Senator Susan Collins (R-ME) says that she will join Democrats in voting to restore the net neutrality rules that the FCC voted to roll back last month.
Collins announced her plans to The Hill. Her decision puts the reversal just one vote shy of passing the Senate, the first of several big hurdles for a long-shot resolution that Senator Ed Markley (D-MA) plans to introduce under the Congressional Review Act (CRA). The CRA allows Congress to overturn recently passed federal regulations with a joint resolution.
Markley’s resolution faces long odds, to say the least. Republicans have a majority in both the Senate and the House of Representatives (which would need to join the Senate in the aforementioned joint resolution). Just as with other acts of Congress, CRA resolutions are subject to presidential veto, and President Donald Trump would almost certainly kill the resolution if it made it to his desk. But by forcing a vote — something the Democrats can, and plan to, do with just 30 votes — Markley and the Democrats can force Republican politicians to go on record with their support of the policy.

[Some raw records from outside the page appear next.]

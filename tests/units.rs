//! Unit conversions at the public boundary.

use approx::assert_relative_eq;
use golf_flight::units::*;

#[test]
fn imperial_to_si_and_back() {
    let speed_mph = 171.0;
    let speed_mps = mph_to_mps(speed_mph);
    assert_relative_eq!(speed_mps, 76.44384, epsilon = 1e-9);
    assert_relative_eq!(mps_to_mph(speed_mps), speed_mph, epsilon = 1e-9);

    let carry_yards = 275.0;
    let carry_m = yards_to_meters(carry_yards);
    assert_relative_eq!(carry_m, 251.46, epsilon = 1e-9);
    assert_relative_eq!(meters_to_yards(carry_m), carry_yards, epsilon = 1e-9);
}

#[test]
fn spin_rates() {
    assert_relative_eq!(rpm_to_rad_s(60.0), 2.0 * std::f64::consts::PI, epsilon = 1e-12);
    assert_relative_eq!(rad_s_to_rpm(rpm_to_rad_s(2545.0)), 2545.0, epsilon = 1e-9);
}

#[test]
fn temperatures_and_elevations() {
    assert_relative_eq!(fahrenheit_to_kelvin(32.0), 273.15, epsilon = 1e-9);
    assert_relative_eq!(fahrenheit_to_kelvin(70.0), 294.261_111, epsilon = 1e-5);
    assert_relative_eq!(feet_to_meters(5280.0), 1609.344, epsilon = 1e-9);
}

Republicans are probably not keen to do so. The FCC’s controversial decision to do away with the 2015 net neutrality rules restored the internet’s status as an “information service,” effectively freeing internet service providers to do things like throttle internet speeds for certain users or websites. That’s not a popular idea: polls indicate that net neutrality enjoys the support of 83% of Americans — including, crucially, 75% of Republicans. Republican lawmakers would presumably prefer that voters’ ire be concentrated on the bureaucratic FCC and its board members, and for the whole issue to fade from the headlines before this year’s elections.
They may not get their way. The looming vote may tempt more Republican lawmakers to join Collins in her trek across the aisle. If just one more Senate Republican flips, then the resolution will pass the Senate. While there’s little reason to hope that the resolution would go further than that, passage in the Senate would put more heat on House Republicans and put net neutrality in the headlines yet again — and would constitute a political victory, if not a legislative one, for Markley and the Democrats.